CPU features are detected on startup, and kept for fast access through the life of the application. Currently x86 / x64 (AMD64/i386) and ARM (ARM64) is supported, and no external C (cgo) code is used, which should make the library very easy to use.
You can access the CPU information by accessing the shared CPU variable of the cpuid library.
Package home: https://github.com/klauspost/cpuid
installing
go get -u github.com/klauspost/cpuid/v2 using modules.
Drop v2 for others.
example
package main
import (
"fmt"
"strings"
. "github.com/klauspost/cpuid/v2"
)
func main() {
// Print basic CPU information:
fmt.Println("Name:", CPU.BrandName)
fmt.Println("PhysicalCores:", CPU.PhysicalCores)
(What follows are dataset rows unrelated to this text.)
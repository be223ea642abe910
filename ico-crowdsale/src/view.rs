use crate::state::{State, *};
use concordium_std::*;

#[derive(Debug, Serialize, SchemaType, PartialEq, Eq)]
pub struct ViewResponse {
    pub owner: AccountAddress,
    pub token: ContractAddress,
    pub price: MicroCcd,
    pub max_tokens: ContractTokenAmount,
    pub tokens_sold: ContractTokenAmount,
    pub status: SaleStatus,
}

#[receive(
    contract = "ico_crowdsale",
    name = "view",
    return_value = "ViewResponse"
)]
pub(crate) fn contract_view<S: HasStateApi>(
    _ctx: &impl HasReceiveContext,
    host: &impl HasHost<State<S>, StateApiType = S>,
) -> ReceiveResult<ViewResponse> {
    let state = host.state();

    Ok(ViewResponse {
        owner: state.owner,
        token: state.token,
        price: state.price,
        max_tokens: state.max_tokens,
        tokens_sold: state.tokens_sold,
        status: state.status,
    })
}

// ------------------------------------------

#[receive(
    contract = "ico_crowdsale",
    name = "isWhitelisted",
    parameter = "Address",
    return_value = "bool"
)]
pub(crate) fn contract_is_whitelisted<S: HasStateApi>(
    ctx: &impl HasReceiveContext,
    host: &impl HasHost<State<S>, StateApiType = S>,
) -> ReceiveResult<bool> {
    let user: Address = ctx.parameter_cursor().get()?;
    Ok(host.state().is_whitelisted(&user))
}

type ViewWhitelistResponse = Vec<Address>;

/// Addresses currently allowed to buy.
#[receive(
    contract = "ico_crowdsale",
    name = "viewWhitelist",
    return_value = "ViewWhitelistResponse"
)]
pub(crate) fn contract_view_whitelist<S: HasStateApi>(
    _ctx: &impl HasReceiveContext,
    host: &impl HasHost<State<S>, StateApiType = S>,
) -> ReceiveResult<ViewWhitelistResponse> {
    Ok(host.state().whitelisted())
}

// ------------------------------------------

#[receive(contract = "ico_crowdsale", name = "price", return_value = "MicroCcd")]
pub(crate) fn contract_price<S: HasStateApi>(
    _ctx: &impl HasReceiveContext,
    host: &impl HasHost<State<S>, StateApiType = S>,
) -> ReceiveResult<MicroCcd> {
    Ok(host.state().price)
}

#[receive(
    contract = "ico_crowdsale",
    name = "maxTokens",
    return_value = "ContractTokenAmount"
)]
pub(crate) fn contract_max_tokens<S: HasStateApi>(
    _ctx: &impl HasReceiveContext,
    host: &impl HasHost<State<S>, StateApiType = S>,
) -> ReceiveResult<ContractTokenAmount> {
    Ok(host.state().max_tokens)
}

#[receive(
    contract = "ico_crowdsale",
    name = "tokensSold",
    return_value = "ContractTokenAmount"
)]
pub(crate) fn contract_tokens_sold<S: HasStateApi>(
    _ctx: &impl HasReceiveContext,
    host: &impl HasHost<State<S>, StateApiType = S>,
) -> ReceiveResult<ContractTokenAmount> {
    Ok(host.state().tokens_sold)
}

#[receive(
    contract = "ico_crowdsale",
    name = "token",
    return_value = "ContractAddress"
)]
pub(crate) fn contract_token<S: HasStateApi>(
    _ctx: &impl HasReceiveContext,
    host: &impl HasHost<State<S>, StateApiType = S>,
) -> ReceiveResult<ContractAddress> {
    Ok(host.state().token)
}

#[receive(
    contract = "ico_crowdsale",
    name = "owner",
    return_value = "AccountAddress"
)]
pub(crate) fn contract_owner<S: HasStateApi>(
    _ctx: &impl HasReceiveContext,
    host: &impl HasHost<State<S>, StateApiType = S>,
) -> ReceiveResult<AccountAddress> {
    Ok(host.state().owner)
}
fmt.Println("ThreadsPerCore:", CPU.ThreadsPerCore)
fmt.Println("LogicalCores:", CPU.LogicalCores)
fmt.Println("Family", CPU.Family, "Model:", CPU.Model, "Vendor ID:", CPU.VendorID)
fmt.Println("Features:", fmt.Sprintf(strings.Join(CPU.FeatureSet(), ",")))
fmt.Println("Cacheline bytes:", CPU.CacheLine)
fmt.Println("L1 Data Cache:", CPU.Cache.L1D, "bytes")
fmt.Println("L1 Instruction Cache:", CPU.Cache.L1D, "bytes")
fmt.Println("L2 Cache:", CPU.Cache.L2, "bytes")
fmt.Println("L3 Cache:", CPU.Cache.L3, "bytes")
fmt.Println("Frequency", CPU.Hz, "hz")
// Test if we have these specific features:
if CPU.Supports(SSE, SSE2) {
fmt.Println("We have Streaming SIMD 2 Extensions")
}
}
Sample output:
>go run main.go
Name: AMD Ryzen 9 3950X 16-Core Processor
PhysicalCores: 16
ThreadsPerCore: 2
LogicalCores: 32
Family 23 Model: 113 Vendor ID: AMD
Features: ADX,AESNI,AVX,AVX2,BMI1,BMI2,CLMUL,CMOV,CX16,F16C,FMA3,HTT,HYPERVISOR,LZCNT,MMX,MMXEXT,NX,POPCNT,RDRAND,RDSEED,RDTSCP,SHA,SSE,SSE2,SSE3,SSE4,SSE42,SSE4A,SSSE3
Cacheline bytes: 64
L1 Data Cache: 32768 bytes
L1 Instruction Cache: 32768 bytes
L2 Cache: 524288 bytes
L3 Cache: 16777216 bytes
Frequency 0 hz
We have Streaming SIMD 2 Extensions
usage
The cpuid.CPU provides access to CPU features. Use cpuid.CPU.Supports() to check for CPU features.
A faster cpuid.CPU.Has() is provided which will usually be inlined by the gc compiler.
Note that for some cpu/os combinations some features will not be detected.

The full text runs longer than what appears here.